Transforming Risk Management and Operations
AI is playing a pivotal role in transforming third-party risk management within supply chains. According to Norman Katz, a recognized expert in the field and author of multiple supply chain books, the integration of AI technologies is offering new methodologies for managing risks associated with third-party vendors. This transformation is indicative of a broader trend in the industry towards using technology to optimize supply chain operations and create more resilient systems.
Diageo has been named the 2025 Supply Chain Visionary, an accolade that underscores its commitment to integrating advanced technologies in supply chain processes. The company has embraced trends that necessitate significant talent investment, particularly in areas such as Transportation Management Systems (TMS) and digital twins, which are reshaping logistics and operations.
Advancements in Transportation and Digital Twin Technologies
Transportation Management Systems are advancing through the incorporation of real-time simulation and AI technology. These systems are enhancing visibility and control over transportation operations, enabling predictive analytics and empowering proactive decision-making within supply chain logistics. The use of AI in TMS is a fundamental shift towards optimizing transportation processes and improving overall efficiency.
Digital twins, defined as virtual replicas of physical assets, processes, and systems, are transforming supply chain operations by leveraging real-time data, AI, and predictive analytics. These twins integrate Internet of Things (IoT) sensors, Enterprise Resource Planning (ERP) systems, and AI tools to provide immediate insights, simulate scenarios, and address potential disruptions. McKinsey reports that digital twin technologies can drive a revenue increase of up to 10%, accelerate time to market by as much as 50%, and improve product quality by up to 25%.
Predictive Analytics and AI-Driven Automation
The adoption of predictive analytics within digital twins aids in forecasting demand fluctuations, potential supply chain delays, and equipment failures, allowing companies to implement proactive strategies and optimize logistics. AI-powered demand forecasting models have been shown to improve prediction accuracy by up to 30%, enhancing supply chain responsiveness and efficiency.
AI-driven automation allows for real-time adjustments in delivery routes, inventory levels, and production schedules, leading to more agile and responsive supply chains. Additionally, AI-powered quality control systems integrated into digital twins use computer vision to detect defects in real time, ensuring higher product standards and operational efficiency.

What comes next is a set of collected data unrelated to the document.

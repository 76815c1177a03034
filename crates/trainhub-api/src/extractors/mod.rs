//! Custom Axum extractors.

pub mod auth;
pub mod embed;
pub mod json;
pub mod pagination;
pub mod path;

pub use auth::AuthUser;
pub use embed::EmbedCaller;
pub use json::ValidatedJson;
pub use pagination::PaginationParams;
pub use path::parse_uuid;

Building Agile and Resilient Supply Chains
Advancements in transportation management systems are facilitating the transformation of supply chains into agile, data-driven ecosystems. These innovations are preparing supply chains for future challenges by integrating core systems and external inputs, enhancing execution agility and resilience. Companies like Kinaxis are partnering with Databricks to accelerate AI-powered supply chain orchestration through platforms such as Maestro™ and Databricks' Data Intelligence Platform.
This partnership enables faster insights, unified data, and scalable AI across global supply chains, supporting complex data environments without compromising trust. The Supply Chain Performance Maestro is designed for planning, execution, and decision-making, powered by Databricks' platform to enable predictive, generative, and autonomous AI capabilities. By processing millions of simulations annually, Maestro reduces fragmentation across supply chain stages, ensuring decisions are backed by explainable AI and facilitating real-time, intelligent actions.
As supply chains continue to evolve with these technological advancements, the focus remains on emphasizing the role of people and processes. The integration of AI is not just about technology but about enhancing human capabilities and optimizing business operations for a more resilient and efficient supply chain ecosystem.